Marketing needs to fall into two separate camps, Dr. Goldstein says: the surgeon-recruiter and the ASC-recruiter.
“Patients don't really care where the location is — they're going to go where their surgeon is based,” he says. The physician is the key marketing tool. “It's all about your reputation. Happy patients will beget more patients,” Dr. Goldstein says. He “markets” by spending additional chair time with patients and being as helpful to colleagues as possible.
“Social media can be helpful, but only if you spend a significant amount of time and money on it, and it's not a great return on investment. Once a potential patient has gone to the Internet, there's so much competing information that it doesn't make much sense, from my perspective, to spend a lot of money or time in that arena. About 98% of our referrals are word of mouth and other physicians,” says Dr. Goldstein.
Mr. Burke agrees, noting, “word of mouth continues to be the biggest source of new patient referrals. Satisfied customers bring more customers/patients. Other marketing opportunities we've employed include local print ads, public relations opportunities surrounding charity care, medical screening volunteer work and advertising new devices or treatment modalities.” Among the ways OCLI achieves its growth are by increasing new patient volume for the physicians; increasing retention of current cosmetic patients; improving repeat and cross-promotional opportunities for existing patients, and leveraging existing internal and external referral sources, he notes.

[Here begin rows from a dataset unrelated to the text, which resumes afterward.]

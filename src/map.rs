//! Ordered attribute map.
//!
//! This module provides [`AttrMap`], a wrapper around [`IndexMap`] that
//! maintains insertion order for attribute names. Order preservation matters
//! throughout the toolkit: template defaults overlay in a stable order, and
//! the tabular formats derive column order from the first record's keys.
//!
//! ## Examples
//!
//! ```rust
//! use specimen::{AttrMap, Value};
//!
//! let mut map = AttrMap::new();
//! map.insert("name".to_string(), Value::from("Alice"));
//! map.insert("age".to_string(), Value::from(30));
//!
//! assert_eq!(map.len(), 2);
//! let keys: Vec<_> = map.keys().cloned().collect();
//! assert_eq!(keys, vec!["name", "age"]);
//! ```

use crate::Value;
use indexmap::IndexMap;

/// An insertion-ordered map of attribute names to values.
///
/// # Examples
///
/// ```rust
/// use specimen::{attrs, AttrMap, Value};
///
/// let defaults = attrs! { "x": 1, "y": 2 };
/// let merged = defaults.overlaid(&attrs! { "y": 3 });
///
/// assert_eq!(merged, attrs! { "x": 1, "y": 3 });
/// // the original is untouched
/// assert_eq!(defaults.get("y"), Some(&Value::from(2)));
/// ```
#[derive(Debug, Clone, PartialEq, Default)]
pub struct AttrMap(IndexMap<String, Value>);

impl AttrMap {
    /// Creates an empty `AttrMap`.
    #[must_use]
    pub fn new() -> Self {
        AttrMap(IndexMap::new())
    }

    /// Creates an empty `AttrMap` with the specified capacity.
    #[must_use]
    pub fn with_capacity(capacity: usize) -> Self {
        AttrMap(IndexMap::with_capacity(capacity))
    }

    /// Inserts an attribute, returning the previous value if the name was
    /// already present. An existing name keeps its position.
    pub fn insert(&mut self, key: String, value: Value) -> Option<Value> {
        self.0.insert(key, value)
    }

    /// Returns a reference to the value for `key`.
    #[must_use]
    pub fn get(&self, key: &str) -> Option<&Value> {
        self.0.get(key)
    }

    /// Returns a mutable reference to the value for `key`.
    pub fn get_mut(&mut self, key: &str) -> Option<&mut Value> {
        self.0.get_mut(key)
    }

    /// Returns `true` if the map contains `key`.
    #[must_use]
    pub fn contains_key(&self, key: &str) -> bool {
        self.0.contains_key(key)
    }

    /// Removes `key`, preserving the order of the remaining entries.
    pub fn remove(&mut self, key: &str) -> Option<Value> {
        self.0.shift_remove(key)
    }

    /// Returns the number of attributes in the map.
    #[must_use]
    pub fn len(&self) -> usize {
        self.0.len()
    }

    /// Returns `true` if the map contains no attributes.
    #[must_use]
    pub fn is_empty(&self) -> bool {
        self.0.is_empty()
    }

    /// Returns an iterator over the attribute names, in insertion order.
    pub fn keys(&self) -> indexmap::map::Keys<'_, String, Value> {
        self.0.keys()
    }

    /// Returns an iterator over the values, in insertion order.
    pub fn values(&self) -> indexmap::map::Values<'_, String, Value> {
        self.0.values()
    }

    /// Returns an iterator over the entries, in insertion order.
    pub fn iter(&self) -> indexmap::map::Iter<'_, String, Value> {
        self.0.iter()
    }

    /// Returns a mutable iterator over the entries, in insertion order.
    pub fn iter_mut(&mut self) -> indexmap::map::IterMut<'_, String, Value> {
        self.0.iter_mut()
    }

    /// Returns a copy of this map with `overrides` overlaid on top.
    ///
    /// Neither input is mutated. Overridden names keep their original
    /// position; new names append in the overrides' order.
    ///
    /// # Examples
    ///
    /// ```rust
    /// use specimen::attrs;
    ///
    /// let base = attrs! { "x": 1, "y": 2 };
    /// assert_eq!(
    ///     base.overlaid(&attrs! { "y": 3, "z": 4 }),
    ///     attrs! { "x": 1, "y": 3, "z": 4 },
    /// );
    /// ```
    #[must_use]
    pub fn overlaid(&self, overrides: &AttrMap) -> AttrMap {
        let mut merged = self.clone();
        for (key, value) in overrides.iter() {
            merged.insert(key.clone(), value.clone());
        }
        merged
    }
}

impl Extend<(String, Value)> for AttrMap {
    fn extend<I: IntoIterator<Item = (String, Value)>>(&mut self, iter: I) {
        self.0.extend(iter);
    }
}

impl From<IndexMap<String, Value>> for AttrMap {
    fn from(map: IndexMap<String, Value>) -> Self {
        AttrMap(map)
    }
}

impl From<AttrMap> for IndexMap<String, Value> {
    fn from(map: AttrMap) -> Self {
        map.0
    }
}

impl IntoIterator for AttrMap {
    type Item = (String, Value);
    type IntoIter = indexmap::map::IntoIter<String, Value>;

    fn into_iter(self) -> Self::IntoIter {
        self.0.into_iter()
    }
}

impl<'a> IntoIterator for &'a AttrMap {
    type Item = (&'a String, &'a Value);
    type IntoIter = indexmap::map::Iter<'a, String, Value>;

    fn into_iter(self) -> Self::IntoIter {
        self.0.iter()
    }
}

impl FromIterator<(String, Value)> for AttrMap {
    fn from_iter<T: IntoIterator<Item = (String, Value)>>(iter: T) -> Self {
        AttrMap(IndexMap::from_iter(iter))
    }
}

#[cfg(test)]
mod tests {
    use super::*;
    use crate::attrs;

    #[test]
    fn test_insertion_order() {
        let map = attrs! { "b": 1, "a": 2 };
        let keys: Vec<_> = map.keys().cloned().collect();
        assert_eq!(keys, vec!["b", "a"]);
    }

    #[test]
    fn test_overlaid_does_not_mutate_inputs() {
        let base = attrs! { "x": 1, "y": 2 };
        let overrides = attrs! { "y": 3 };
        let merged = base.overlaid(&overrides);

        assert_eq!(merged, attrs! { "x": 1, "y": 3 });
        assert_eq!(base, attrs! { "x": 1, "y": 2 });
        assert_eq!(overrides, attrs! { "y": 3 });
    }

    #[test]
    fn test_overlaid_keeps_position_of_overridden_keys() {
        let base = attrs! { "x": 1, "y": 2 };
        let merged = base.overlaid(&attrs! { "x": 9, "z": 3 });
        let keys: Vec<_> = merged.keys().cloned().collect();
        assert_eq!(keys, vec!["x", "y", "z"]);
    }

    #[test]
    fn test_equality_ignores_order() {
        assert_eq!(attrs! { "a": 1, "b": 2 }, attrs! { "b": 2, "a": 1 });
    }
}
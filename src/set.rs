//! Identity-cached sample sets.
//!
//! A [`SampleSet`] wraps a [`TemplateStore`] and guarantees that at most one
//! sample exists per distinct identity key: repeated requests for logically
//! identical attribute sets return the same previously materialized
//! instance, observable as [`Rc::ptr_eq`] on the returned handles.
//!
//! The identify function derives a key from the requested descriptor and
//! computed attributes; returning `None` opts the request out of caching and
//! always materializes a fresh sample. Entries are held by strong reference
//! for the set's lifetime — this is a test-session-scoped convenience cache,
//! not a production cache, so there is no eviction.
//!
//! ## Examples
//!
//! ```rust
//! use std::rc::Rc;
//! use specimen::{attrs, SampleSet, TemplateStore, TypeTag};
//!
//! let tag = TypeTag::nominal("User");
//! let store = TemplateStore::new([(tag.clone(), attrs! { "id": 1, "name": "Alice" })]);
//! let set = SampleSet::keyed_by(&store, &["id"]);
//!
//! let first = set.get(&tag, attrs! {}).unwrap();
//! let second = set.get(&tag, attrs! {}).unwrap();
//! assert!(Rc::ptr_eq(&first, &second));
//! ```

use crate::{from_value, AttrMap, Error, Result, TemplateStore, TypeTag, Value};
use serde::de::DeserializeOwned;
use std::cell::RefCell;
use std::collections::HashMap;
use std::rc::Rc;

/// A hashable identity key: the parts an identify function derived from the
/// computed attributes.
#[derive(Clone, Debug, PartialEq, Eq, Hash)]
pub struct Identity(Vec<Value>);

impl Identity {
    /// Creates an identity key from its parts.
    #[must_use]
    pub fn new(parts: Vec<Value>) -> Self {
        Identity(parts)
    }

    /// The key's parts, in order.
    #[must_use]
    pub fn parts(&self) -> &[Value] {
        &self.0
    }
}

impl From<Vec<Value>> for Identity {
    fn from(parts: Vec<Value>) -> Self {
        Identity(parts)
    }
}

/// Derives an identity key from a requested descriptor and its computed
/// attributes; `None` means "no identity" and opts out of caching.
pub type IdentifyFn = Rc<dyn Fn(&TypeTag, &AttrMap) -> Option<Identity>>;

/// Returns an identify function keyed by the named attributes.
///
/// The key is the tuple of the named attributes' values; if any is absent or
/// null the function returns `None`. This is the boundary contract expected
/// of ORM adapters: a key derived from primary-key-bearing fields, or no key
/// when any part is unset.
///
/// # Examples
///
/// ```rust
/// use specimen::{attrs, identify_by_fields, TypeTag};
///
/// let identify = identify_by_fields(&["id"]);
/// let tag = TypeTag::nominal("User");
/// assert!(identify(&tag, &attrs! { "id": 1 }).is_some());
/// assert!(identify(&tag, &attrs! { "name": "x" }).is_none());
/// ```
#[must_use]
pub fn identify_by_fields(fields: &[&str]) -> IdentifyFn {
    let fields: Vec<String> = fields.iter().map(|field| field.to_string()).collect();
    Rc::new(move |_tag: &TypeTag, attrs: &AttrMap| {
        let mut parts = Vec::with_capacity(fields.len());
        for field in &fields {
            match attrs.get(field) {
                None | Some(Value::Null) => return None,
                Some(value) => parts.push(value.clone()),
            }
        }
        Some(Identity::new(parts))
    })
}

/// A collection of samples where only one sample with a given identity may
/// exist at one time.
pub struct SampleSet<'a> {
    store: &'a TemplateStore,
    identify: IdentifyFn,
    cache: RefCell<HashMap<Identity, Rc<Value>>>,
}

impl<'a> SampleSet<'a> {
    /// Creates a sample set over `store` with the supplied identify
    /// function.
    ///
    /// The `Option` mirrors configurations where an identify function may be
    /// provided either explicitly or by an adapter; with neither available
    /// the set is unusable, so construction fails fast.
    ///
    /// # Errors
    ///
    /// Returns [`Error::NoIdentify`] when `identify` is `None`.
    pub fn new(store: &'a TemplateStore, identify: Option<IdentifyFn>) -> Result<Self> {
        let identify = identify.ok_or(Error::NoIdentify)?;
        Ok(SampleSet {
            store,
            identify,
            cache: RefCell::new(HashMap::new()),
        })
    }

    /// Creates a sample set identified by the named attributes — the common
    /// adapter shape, see [`identify_by_fields`].
    #[must_use]
    pub fn keyed_by(store: &'a TemplateStore, fields: &[&str]) -> Self {
        SampleSet {
            store,
            identify: identify_by_fields(fields),
            cache: RefCell::new(HashMap::new()),
        }
    }

    /// The number of cached samples.
    #[must_use]
    pub fn len(&self) -> usize {
        self.cache.borrow().len()
    }

    /// Returns `true` if no samples have been cached yet.
    #[must_use]
    pub fn is_empty(&self) -> bool {
        self.cache.borrow().is_empty()
    }

    /// Returns an appropriate sample of `tag`.
    ///
    /// The overrides are overlaid onto the stored defaults before the
    /// identity key is computed; nested descriptor defaults resolve through
    /// this same set, so nested samples are themselves identity-cached.
    ///
    /// A `None` key always materializes a fresh, uncached sample. On a cache
    /// hit the previously materialized sample is returned unconditionally —
    /// overrides supplied on a hit are silently ignored in favor of the
    /// cached sample.
    ///
    /// # Errors
    ///
    /// Returns [`Error::UnknownType`] if `tag` (or a nested descriptor) has
    /// no template.
    pub fn get(&self, tag: &TypeTag, overrides: AttrMap) -> Result<Rc<Value>> {
        let attrs = self.store.resolve(tag, overrides, &mut |nested: &TypeTag| {
            self.get(nested, AttrMap::new()).map(|rc| (*rc).clone())
        })?;
        let key = match (self.identify)(tag, &attrs) {
            None => return Ok(Rc::new(Value::Object(attrs))),
            Some(key) => key,
        };
        if let Some(cached) = self.cache.borrow().get(&key) {
            return Ok(Rc::clone(cached));
        }
        let sample = Rc::new(Value::Object(attrs));
        self.cache.borrow_mut().insert(key, Rc::clone(&sample));
        Ok(sample)
    }

    /// Returns a typed copy of the appropriate sample of `tag`.
    ///
    /// Identity is a property of the dynamic samples held by the set; the
    /// typed value returned here is a materialized copy of the cached
    /// sample.
    pub fn get_as<T: DeserializeOwned>(&self, tag: &TypeTag, overrides: AttrMap) -> Result<T> {
        from_value((*self.get(tag, overrides)?).clone())
    }
}
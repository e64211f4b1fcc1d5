//! Error types for the sample toolkit.
//!
//! A single crate-wide [`Error`] enum covers template lookup failures,
//! identity-cache configuration failures, simplification failures, and the
//! two classes of tabular-format failure: recoverable cell-value errors
//! (which the parser downgrades to raw strings) and everything else (which
//! aborts the parse).
//!
//! ## Examples
//!
//! ```rust
//! use specimen::{Error, TemplateStore, TypeTag};
//!
//! let store = TemplateStore::empty();
//! let err = store.attributes(&TypeTag::nominal("Missing"), Default::default());
//! assert!(matches!(err, Err(Error::UnknownType(_))));
//! ```

use crate::TypeTag;
use std::fmt;
use thiserror::Error;

/// Represents all possible errors raised by the sample toolkit.
#[derive(Debug, Clone, Error)]
pub enum Error {
    /// A type descriptor was requested that has no registered template.
    #[error("no template registered for {0}")]
    UnknownType(TypeTag),

    /// An identity cache was constructed without an identify function.
    #[error("no identify function supplied")]
    NoIdentify,

    /// An instance could not be flattened into an attribute mapping.
    #[error("cannot simplify {type_name}: {value}")]
    CannotSimplify { type_name: String, value: String },

    /// A declared column type name matched neither a configured named parser
    /// nor an intrinsic one.
    #[error("unknown type name: {0:?}")]
    UnknownTypeName(String),

    /// A cell's text was not valid for the column's value parser.
    ///
    /// This is the only error kind the tabular parser recovers from: the
    /// offending cell falls back to its raw text and parsing continues.
    #[error("invalid value {text:?}: {msg}")]
    InvalidValue { text: String, msg: String },

    /// Materialization into a concrete type failed, or an instance could not
    /// be converted to a [`Value`](crate::Value).
    ///
    /// Wraps the serde-level message unmodified: a template/constructor
    /// mismatch is a template-authoring defect surfaced to the caller.
    #[error("{0}")]
    Build(String),

    /// Custom error
    #[error("{0}")]
    Custom(String),
}

impl Error {
    /// Creates an unknown-type error for an unregistered type descriptor.
    pub fn unknown_type(tag: &TypeTag) -> Self {
        Error::UnknownType(tag.clone())
    }

    /// Creates a cannot-simplify error naming the offending type and value.
    ///
    /// # Examples
    ///
    /// ```rust
    /// use specimen::{Error, Value};
    ///
    /// let err = Error::cannot_simplify("i64", &Value::from(1));
    /// assert_eq!(err.to_string(), "cannot simplify i64: 1");
    /// ```
    pub fn cannot_simplify(type_name: &str, value: &crate::Value) -> Self {
        Error::CannotSimplify {
            type_name: type_name.to_string(),
            value: value.to_string(),
        }
    }

    /// Creates a recoverable invalid-value error for a malformed cell.
    ///
    /// Column parsers should return this (and only this) to request the
    /// raw-text fallback; any other error aborts the parse.
    pub fn invalid_value(text: &str, msg: impl fmt::Display) -> Self {
        Error::InvalidValue {
            text: text.to_string(),
            msg: msg.to_string(),
        }
    }

    /// Creates a custom error with a display message.
    pub fn custom<T: fmt::Display>(msg: T) -> Self {
        Error::Custom(msg.to_string())
    }
}

impl serde::ser::Error for Error {
    fn custom<T: fmt::Display>(msg: T) -> Self {
        Error::Build(msg.to_string())
    }
}

impl serde::de::Error for Error {
    fn custom<T: fmt::Display>(msg: T) -> Self {
        Error::Build(msg.to_string())
    }
}

pub type Result<T> = std::result::Result<T, Error>;
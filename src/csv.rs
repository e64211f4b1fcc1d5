//! The CSV text form.
//!
//! [`CsvFormat`] is the comma-separated sibling of
//! [`GridFormat`](crate::GridFormat): the same header/type-row/data state
//! machine over RFC-4180-style lexing. Rendering writes CRLF-terminated
//! rows with minimal quoting; there is no width negotiation.
//!
//! ## Examples
//!
//! ```rust
//! use specimen::{attrs, CsvFormat};
//!
//! let format = CsvFormat::new();
//! let records = vec![attrs! { "x": 1, "y": "foo" }];
//!
//! let rendered = format.render(&records);
//! assert_eq!(rendered, "x,y\r\n1,foo\r\n");
//! assert_eq!(format.parse(&rendered).unwrap(), records);
//! ```

use crate::options::{FormatOptions, TypesLocation};
use crate::table::{build_rows, ParseEngine};
use crate::{AttrMap, Result};

/// Parses and renders the CSV form.
#[derive(Default)]
pub struct CsvFormat {
    options: FormatOptions,
}

impl CsvFormat {
    /// Creates a CSV format with default options.
    #[must_use]
    pub fn new() -> Self {
        Self::default()
    }

    /// Creates a CSV format with the given options.
    #[must_use]
    pub fn with_options(options: FormatOptions) -> Self {
        CsvFormat { options }
    }

    /// The format's options.
    #[must_use]
    pub fn options(&self) -> &FormatOptions {
        &self.options
    }

    /// Parses CSV text into typed records.
    ///
    /// Accepts both LF and CRLF line endings; quoted fields may contain
    /// delimiters, doubled quotes, and newlines.
    ///
    /// # Errors
    ///
    /// Returns [`Error::UnknownTypeName`](crate::Error::UnknownTypeName) for
    /// an unresolvable declared type, and propagates any non-recoverable
    /// parser error.
    pub fn parse(&self, text: &str) -> Result<Vec<AttrMap>> {
        let mut engine = ParseEngine::new(&self.options);
        for row in lex(text) {
            engine.feed(&row)?;
        }
        Ok(engine.finish())
    }

    /// Renders records as CSV.
    #[must_use]
    pub fn render(&self, records: &[AttrMap]) -> String {
        self.render_impl(records, None)
    }

    /// Renders records with column order led by the reference's first
    /// record. An empty reference behaves like no reference.
    #[must_use]
    pub fn render_with(&self, records: &[AttrMap], reference: &[AttrMap]) -> String {
        self.render_impl(records, reference.first())
    }

    fn render_impl(&self, records: &[AttrMap], ref_first: Option<&AttrMap>) -> String {
        let columns = ref_first.map(|first| first.keys().cloned().collect::<Vec<_>>());
        let rows = build_rows(records, &self.options, columns);

        let mut out = String::new();
        if !rows.header.is_empty() {
            write_record(&mut out, rows.header.values());
        }
        if self.options.types_location == Some(TypesLocation::Row) {
            if let Some(types) = &rows.types {
                write_record(&mut out, types.values());
            }
        }
        for row in &rows.rows {
            write_record(&mut out, row.values());
        }
        out
    }
}

fn write_record<'v>(out: &mut String, fields: impl Iterator<Item = &'v String>) {
    let fields: Vec<&String> = fields.collect();
    // a lone empty field is quoted so the row is not mistaken for a blank line
    if fields.len() == 1 && fields[0].is_empty() {
        out.push_str("\"\"\r\n");
        return;
    }
    let mut first = true;
    for field in fields {
        if !first {
            out.push(',');
        }
        first = false;
        if field.contains(',') || field.contains('"') || field.contains('\r') || field.contains('\n')
        {
            out.push('"');
            out.push_str(&field.replace('"', "\"\""));
            out.push('"');
        } else {
            out.push_str(field);
        }
    }
    out.push_str("\r\n");
}

fn lex(text: &str) -> Vec<Vec<String>> {
    let mut rows = Vec::new();
    let mut fields: Vec<String> = Vec::new();
    let mut field = String::new();
    let mut in_quotes = false;
    let mut field_was_quoted = false;
    let mut chars = text.chars().peekable();

    while let Some(ch) = chars.next() {
        if in_quotes {
            match ch {
                '"' => {
                    if chars.peek() == Some(&'"') {
                        field.push('"');
                        chars.next();
                    } else {
                        in_quotes = false;
                    }
                }
                other => field.push(other),
            }
        } else {
            match ch {
                '"' if field.is_empty() => {
                    in_quotes = true;
                    field_was_quoted = true;
                }
                ',' => {
                    fields.push(std::mem::take(&mut field));
                    field_was_quoted = false;
                }
                '\r' => {}
                '\n' => {
                    // a truly blank line yields no row; a quoted empty field does
                    if fields.is_empty() && field.is_empty() && !field_was_quoted {
                        continue;
                    }
                    fields.push(std::mem::take(&mut field));
                    rows.push(std::mem::take(&mut fields));
                    field_was_quoted = false;
                }
                other => field.push(other),
            }
        }
    }
    if !fields.is_empty() || !field.is_empty() || field_was_quoted {
        fields.push(field);
        rows.push(fields);
    }
    rows
}
/// Builds an [`AttrMap`](crate::AttrMap) from literal entries.
///
/// Values are converted through [`Value::from`](crate::Value), so primitives,
/// strings, chrono dates/times, already-built [`Value`](crate::Value)s, and
/// [`TypeTag`](crate::TypeTag)s (which become type-descriptor references) all
/// work directly.
///
/// # Examples
///
/// ```rust
/// use specimen::{attrs, Value};
///
/// let sample = attrs! {
///     "name": "Alice",
///     "age": 30,
///     "note": Value::Null,
/// };
/// assert_eq!(sample.get("name"), Some(&Value::from("Alice")));
/// ```
#[macro_export]
macro_rules! attrs {
    () => {
        $crate::AttrMap::new()
    };

    ( $( $key:literal : $value:expr ),* $(,)? ) => {{
        let mut map = $crate::AttrMap::new();
        $(
            map.insert($key.to_string(), $crate::Value::from($value));
        )*
        map
    }};
}

#[cfg(test)]
mod tests {
    use crate::{AttrMap, Number, TypeTag, Value};

    #[test]
    fn test_attrs_macro_empty() {
        assert_eq!(attrs! {}, AttrMap::new());
    }

    #[test]
    fn test_attrs_macro_primitives() {
        let map = attrs! {
            "a": 42,
            "b": 3.5,
            "c": "hello",
            "d": true,
            "e": Value::Null,
        };
        assert_eq!(map.get("a"), Some(&Value::Number(Number::Int(42))));
        assert_eq!(map.get("b"), Some(&Value::Number(Number::Float(3.5))));
        assert_eq!(map.get("c"), Some(&Value::String("hello".to_string())));
        assert_eq!(map.get("d"), Some(&Value::Bool(true)));
        assert_eq!(map.get("e"), Some(&Value::Null));
    }

    #[test]
    fn test_attrs_macro_type_references() {
        let map = attrs! { "child": TypeTag::nominal("Child") };
        assert_eq!(
            map.get("child"),
            Some(&Value::Ref(TypeTag::nominal("Child")))
        );
    }

    #[test]
    fn test_attrs_macro_trailing_comma() {
        assert_eq!(attrs! { "x": 1 }, attrs! { "x": 1, });
    }
}
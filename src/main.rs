use std::path::PathBuf;

use clap::Parser;
use color_eyre::eyre::{eyre, Result, WrapErr};
use log::LevelFilter;
use simple_logger::SimpleLogger;

use vm8::machine::Machine;
use vm8::memory::StdMem;

/// Runs a program on the 8 bit virtual machine
#[derive(Parser, Debug)]
#[command(version, about)]
struct Args {
    /// Program file, one binary byte per line
    program: PathBuf,

    /// Log more, repeat for more detail (-vvv traces every cycle)
    #[arg(short, long, action = clap::ArgAction::Count)]
    verbose: u8,
}

fn level(verbose: u8) -> LevelFilter {
    match verbose {
        0 => LevelFilter::Warn,
        1 => LevelFilter::Info,
        2 => LevelFilter::Debug,
        _ => LevelFilter::Trace,
    }
}

fn main() -> Result<()> {
    color_eyre::install()?; // rust error handling
    let args = Args::parse();

    SimpleLogger::new()
        .with_level(level(args.verbose))
        .init()
        .map_err(|err| eyre!("Failed to initialize logger: {}", err))?; // logging

    let mut machine = Machine::new();
    machine.memory = StdMem::from_file(&args.program)?;
    machine.memory.dump();

    machine
        .run()
        .wrap_err_with(|| format!("Machine stopped at 0x{:02X}", machine.pc))?;

    Ok(())
}
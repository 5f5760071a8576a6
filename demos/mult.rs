use color_eyre::eyre::Result;

use log::LevelFilter;
use simple_logger::SimpleLogger;
use vm8::machine::Machine;
use vm8::write_instructions;

fn main() -> Result<()> {
    color_eyre::install()?; // rust error handling
    SimpleLogger::new()
        .with_level(LevelFilter::Debug)
        .init()
        .unwrap(); // logging

    let mut machine = Machine::new();

    use vm8::instruction::Instruction::*;
    let mem = &mut machine.memory;
    write_instructions!(mem : 0 =>
        LDI, 0, 8,
        LDI, 1, 9,
        MUL, 0, 1,
        PRN, 0,
        HLT
    )?;

    machine.run()?;

    Ok(())
}
use crate::memory::Byte;
use num_enum::IntoPrimitive;
use num_enum::TryFromPrimitive;

/// Number of operand bytes following `opcode`, encoded in its top two bits
pub const fn operand_count(opcode: Byte) -> usize {
    (opcode >> 6) as usize
}

macro_rules! instructions {
    ( $( $( #[doc = $doc:expr] )+ $name:ident = $repr:literal , )+ ) => {
        /// Defines the instructions
        /// Bits 6-7 of every opcode hold its operand count
        #[repr(u8)]
        #[derive(Debug, Clone, Copy, PartialEq, Eq, PartialOrd, Ord, Hash)]
        #[derive(TryFromPrimitive, IntoPrimitive)]
        pub enum Instruction {
            $(
                $( #[doc = $doc] )+
                $name = $repr,
            )+
        }

        impl Instruction {
            pub const ALL: &'static [Self] = &[
                $( Self::$name , )+
            ];

            pub fn name(&self) -> &'static str {
                match self {
                    $( Self::$name => stringify!($name) , )+
                }
            }
        }

        impl ::std::fmt::Display for Instruction {
            fn fmt(&self, f: &mut ::std::fmt::Formatter<'_>) -> ::std::fmt::Result {
                match self {
                    $( Self::$name => f.write_str(stringify!($name)) , )+
                }
            }
        }
    }
}

instructions! {
    /// Stop the execution loop
    HLT = 0b0000_0001,
    /// Return from a subroutine: pop the program counter from the stack
    RET = 0b0001_0001,
    /// Push a register onto the stack
    /// @param register The register to push
    PUSH = 0b0100_0101,
    /// Pop the top of the stack into a register
    /// @param register The register to pop into
    POP = 0b0100_0110,
    /// Print a register as an unsigned decimal number
    /// @param register The register to print
    PRN = 0b0100_0111,
    /// Call a subroutine: push the return address, jump to the address in a register
    /// @param register The register holding the subroutine address
    CALL = 0b0101_0000,
    /// Load an immediate into a register
    /// @param register The destination register
    /// @param value The value to load
    LDI = 0b1000_0010,
    /// Add the second register to the first
    /// @param a The destination register
    /// @param b The source register
    ADD = 0b1010_0000,
    /// Multiply the first register by the second
    /// @param a The destination register
    /// @param b The source register
    MUL = 0b1010_0010,
}

impl Instruction {
    /// Operand bytes consumed by this instruction
    pub fn operand_count(self) -> usize {
        operand_count(self.into())
    }

    /// Bytes occupied in memory, opcode included
    pub fn size(self) -> usize {
        1 + self.operand_count()
    }
}

#[cfg(test)]
mod tests {

    use super::*;
    use color_eyre::eyre::Result;

    #[test]
    fn test_operand_counts() -> Result<()> {
        use Instruction::*;

        for (instruction, count) in [
            (HLT, 0),
            (RET, 0),
            (PUSH, 1),
            (POP, 1),
            (PRN, 1),
            (CALL, 1),
            (LDI, 2),
            (ADD, 2),
            (MUL, 2),
        ] {
            assert_eq!(instruction.operand_count(), count, "{}", instruction);
            assert_eq!(instruction.size(), count + 1);
        }

        Ok(())
    }

    #[test]
    fn test_decode() -> Result<()> {
        for instruction in Instruction::ALL {
            let opcode: Byte = (*instruction).into();
            assert_eq!(Instruction::try_from(opcode)?, *instruction);
        }

        assert!(Instruction::try_from(0b0000_0000).is_err());
        assert!(Instruction::try_from(0b1111_1111).is_err());

        Ok(())
    }

    #[test]
    fn test_names() -> Result<()> {
        assert_eq!(Instruction::LDI.name(), "LDI");
        assert_eq!(Instruction::CALL.to_string(), "CALL");
        assert_eq!(Instruction::ALL.len(), 9);

        Ok(())
    }
}
use std::io;

use thiserror::Error;

use crate::memory::{Address, Byte};

/// Fatal conditions that stop the machine
#[derive(Debug, Error)]
pub enum MachineError {
    /// The fetched byte is not in the opcode table
    #[error("unrecognized opcode 0b{opcode:08b} at address 0x{address:02X}")]
    UnrecognizedOpcode { opcode: Byte, address: Address },
    #[error("memory address 0x{address:X} is outside of memory (size {size})")]
    MemoryOutOfBounds { address: Address, size: usize },
    #[error("register index {index} is outside of the register file (size {size})")]
    RegisterOutOfBounds { index: usize, size: usize },
    /// PRN could not write to the output sink
    #[error("failed to write output")]
    Output(#[from] io::Error),
}

pub type Result<T, E = MachineError> = std::result::Result<T, E>;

“We've had successful marketing campaigns that included expanding our presence in social media, cultivating refractive patients for cross-selling, improving phone triage of potential patients and cultivating relationships with high-end spas, aestheticians, salons and health clubs,” he says.
Once the cosmetic side of the business comprises about 50% of the plastics procedures, Mr. Burke says the group would consider segregating an area to create a “softer feel.” The truly cosmetic patient needs to be treated differently from the functional surgeries, he says.
“Our plastics specialists spend more time on these cases, there's more handholding, the patient is spending more out-of-pocket money, and there's a greater discussion about what the possibilities can entail,” he says. He predicts the group will reach a 50% cosmetic volume over the next 4 years or so, mainly because the surgeons are so heavily involved on the functional side.
At Dr. Trattler's ASC, marketing focuses on the facility rather than particular surgeons, as surgeons may use a few different ASCs, negating the benefit of promoting a single surgeon over an overall specialty.
“It's easy for me to sell what I do,” Dr. Baloh says, who emphasizes that “I want to sell my niche. I don't do breast implants and tummy tucks; I do eyelids all the time. I think patients like specialists. Adding a busy plastics specialist can increase the revenue per case for an ophthalmic ASC.” ◊
Reference:
1. Cahill KV, Bradley EA, Meyer DR, et al. Functional indications for upper eyelid ptosis and blepharoplasty surgery: a report by the American Academy of Ophthalmology. Ophthalmology. 2011; 118:2510-2517.